Philippine low-cost carrier Cebu Pacific (CEB) has secured a Ps16 billion ($329 million), 10-year loan today, from a syndicate of private and government banks.
Proceeds of the loan will go towards funding “capital expenditures and other general corporate purposes” and “provide a cushion against unexpected working capital requirements that may stem from fuel price and foreign exchange rate volatility”, the airline says in a same-day statement.
The lenders are the Development Bank of the Philippines (DBP), Land Bank of the Philippines (LBP), Asia United Bank Corporation (AUB), Bank of the Philippine Islands (BPI), Metropolitan Bank and Trust Company (MBTC) and Union Bank of the Philippines (UBP).
BPI Capital Corporation was the bookrunner for the transaction, as well as one of three mandated lead arrangers, along with DBP and LBP. AUB was a lead arranger, while MBTC and UBP served as arrangers. AUB-Trust and Investment Group was appointed the facility agent.
The move comes on the back of Cebu Pacific’s Ps12.5 billion rights offering for convertible preferred shares, which began on 3 March.
Principal shareholder CPAir Holdings expressed its full support of that rights offering by undertaking to subscribe its pro-rata share and any remaining unsubscribed rights. JG Summit is the parent company of both CPAir Holdings and Cebu Pacific.

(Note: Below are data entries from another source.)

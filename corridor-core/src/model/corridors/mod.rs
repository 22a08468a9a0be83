//! Corridor network output: chains, corridors, connectors

pub mod index;
pub mod network;
pub mod quality;
pub mod types;

pub use index::CorridorIndex;
pub use network::CorridorNetwork;
pub use quality::DataQualityReport;
pub use types::{Connector, Corridor, CorridorAttributes, CorridorType, EdgeChain};
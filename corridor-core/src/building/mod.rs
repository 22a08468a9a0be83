//! Turning a street graph into a corridor network: options, chain
//! promotion and the corridor/connector adjacency.

mod builder;
mod config;
mod connectors;

pub use builder::{build_corridor_network, build_corridor_network_par};
pub use config::{CompatibilityWeights, CorridorBuilderOptions, TierThresholds};
pub use connectors::crossing_difficulty;
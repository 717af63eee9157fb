use rust_decimal::Decimal;

use crate::decimal::Money;
use crate::errors::{LoanError, Result};
use crate::loan::LoanTerms;

/// simple interest on the full principal for the full term.
/// FLAT and FIXED both land here.
pub fn flat_interest(loan: &LoanTerms) -> Result<Money> {
    let years = loan.years()?;
    Ok(Money::from_decimal(
        loan.principal.as_decimal() * loan.annual_rate.as_fraction() * years,
    ))
}

/// simple interest at the mean of the variable rate series
pub fn variable_interest(loan: &LoanTerms) -> Result<Money> {
    let average = loan
        .average_variable_rate()
        .ok_or(LoanError::MissingRateSeries)?;
    let years = loan.years()?;
    Ok(Money::from_decimal(
        loan.principal.as_decimal() * average / Decimal::ONE_HUNDRED * years,
    ))
}

/// full-term interest split into a fixed-rate part and a variable-rate part,
/// each weighted by its share of the hybrid split. falls back to the annual
/// rate when no variable series is given.
pub fn hybrid_interest(loan: &LoanTerms) -> Result<Money> {
    let split = loan.hybrid_split.ok_or(LoanError::MissingHybridSplit)?;
    let years = loan.years()?;
    let principal = loan.principal.as_decimal();
    let annual = loan.annual_rate.as_percent();
    let variable = loan.average_variable_rate().unwrap_or(annual);

    let fixed_part = Money::from_decimal(
        principal * annual / Decimal::ONE_HUNDRED * years * split.fixed_percent
            / Decimal::ONE_HUNDRED,
    );
    let variable_part = Money::from_decimal(
        principal * variable / Decimal::ONE_HUNDRED * years * split.variable_percent
            / Decimal::ONE_HUNDRED,
    );

    Ok(fixed_part + variable_part)
}

/// the agreed one-time amount, independent of principal and term
pub fn one_time_interest(loan: &LoanTerms) -> Result<Money> {
    loan.one_time_interest_amount
        .ok_or(LoanError::MissingOneTimeAmount)
}
use rust_decimal::Decimal;
use serde::{Deserialize, Serialize};

use crate::decimal::{Money, Rate};
use crate::errors::Result;
use crate::term;
use crate::types::{HybridSplit, InterestMethod, TermUnit};

fn default_payments_per_year() -> u32 {
    12
}

/// loan terms consumed by the interest policies.
///
/// only the method-specific fields the declared `interest_method` needs are
/// read; the rest are ignored.
#[derive(Debug, Clone, PartialEq, Serialize, Deserialize)]
#[serde(rename_all = "camelCase")]
pub struct LoanTerms {
    pub principal: Money,
    #[serde(rename = "annualRatePercent")]
    pub annual_rate: Rate,
    pub term_value: Decimal,
    pub term_unit: TermUnit,
    #[serde(default = "default_payments_per_year")]
    pub payments_per_year: u32,
    pub interest_method: InterestMethod,
    #[serde(default)]
    pub variable_rates: Vec<Decimal>,
    #[serde(default)]
    pub hybrid_split: Option<HybridSplit>,
    #[serde(default)]
    pub one_time_interest_amount: Option<Money>,
}

impl LoanTerms {
    pub fn new(
        principal: Money,
        annual_rate: Rate,
        term_value: Decimal,
        term_unit: TermUnit,
        interest_method: InterestMethod,
    ) -> Self {
        Self {
            principal,
            annual_rate,
            term_value,
            term_unit,
            payments_per_year: default_payments_per_year(),
            interest_method,
            variable_rates: Vec::new(),
            hybrid_split: None,
            one_time_interest_amount: None,
        }
    }

    pub fn payments_per_year(mut self, payments: u32) -> Self {
        self.payments_per_year = payments;
        self
    }

    pub fn variable_rates(mut self, rates: Vec<Decimal>) -> Self {
        self.variable_rates = rates;
        self
    }

    pub fn hybrid_split(mut self, split: HybridSplit) -> Self {
        self.hybrid_split = Some(split);
        self
    }

    pub fn one_time_interest(mut self, amount: Money) -> Self {
        self.one_time_interest_amount = Some(amount);
        self
    }

    /// term length in fractional years
    pub fn years(&self) -> Result<Decimal> {
        term::to_years(self.term_value, self.term_unit)
    }

    /// arithmetic mean of the variable rate series, if any
    pub fn average_variable_rate(&self) -> Option<Decimal> {
        if self.variable_rates.is_empty() {
            return None;
        }
        let sum: Decimal = self.variable_rates.iter().sum();
        Some(sum / Decimal::from(self.variable_rates.len()))
    }
}

#[cfg(test)]
mod tests {
    use super::*;
    use rust_decimal_macros::dec;

    #[test]
    fn test_builder_defaults() {
        let loan = LoanTerms::new(
            Money::from_major(10_000),
            Rate::from_percent(dec!(10)),
            dec!(12),
            TermUnit::Month,
            InterestMethod::Flat,
        );
        assert_eq!(loan.payments_per_year, 12);
        assert_eq!(loan.years().unwrap(), Decimal::ONE);
        assert_eq!(loan.average_variable_rate(), None);
    }

    #[test]
    fn test_average_variable_rate() {
        let loan = LoanTerms::new(
            Money::from_major(10_000),
            Rate::from_percent(dec!(10)),
            dec!(1),
            TermUnit::Year,
            InterestMethod::Variable,
        )
        .variable_rates(vec![dec!(8), dec!(10), dec!(12)]);
        assert_eq!(loan.average_variable_rate(), Some(dec!(10)));
    }

    #[test]
    fn test_deserialize_wire_shape() {
        let json = r#"{
            "principal": "50000",
            "annualRatePercent": "10",
            "termValue": "2",
            "termUnit": "YEAR",
            "interestMethod": "HYBRID",
            "hybridSplit": { "fixedPercent": "60", "variablePercent": "40" }
        }"#;
        let loan: LoanTerms = serde_json::from_str(json).unwrap();
        assert_eq!(loan.payments_per_year, 12);
        assert_eq!(loan.interest_method, InterestMethod::Hybrid);
        assert_eq!(loan.hybrid_split, Some(HybridSplit::new(dec!(60), dec!(40))));
        assert!(loan.variable_rates.is_empty());
    }
}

The syndicated loan together with the rights issue “will further strengthen CEB’s balance sheet and liquidity position and is a prime example on how the government, private sector and sponsor can work together in contributing to a resurgent Philippines”, says Cebu Pacific.
President and chief executive Lance Gokongwei calls this a “landmark syndicated loan facility” and further states that the airline “remains focused on its business transformation to reduce its unit cost so as to continue to offer affordable flights”.
The airline says that prior to the pandemic, the airline concluded 2019 with a “conservative net debt-to-equity ratio of 1.26x”. Despite “severe revenue decline and losses due to the Covid-19 pandemic”, its net debt-to-equity ratio stood at 2.34x as of 30 September.
It adds: “The strong balance sheet and liquidity, with which the company entered 2020, has supported it in this challenging environment.”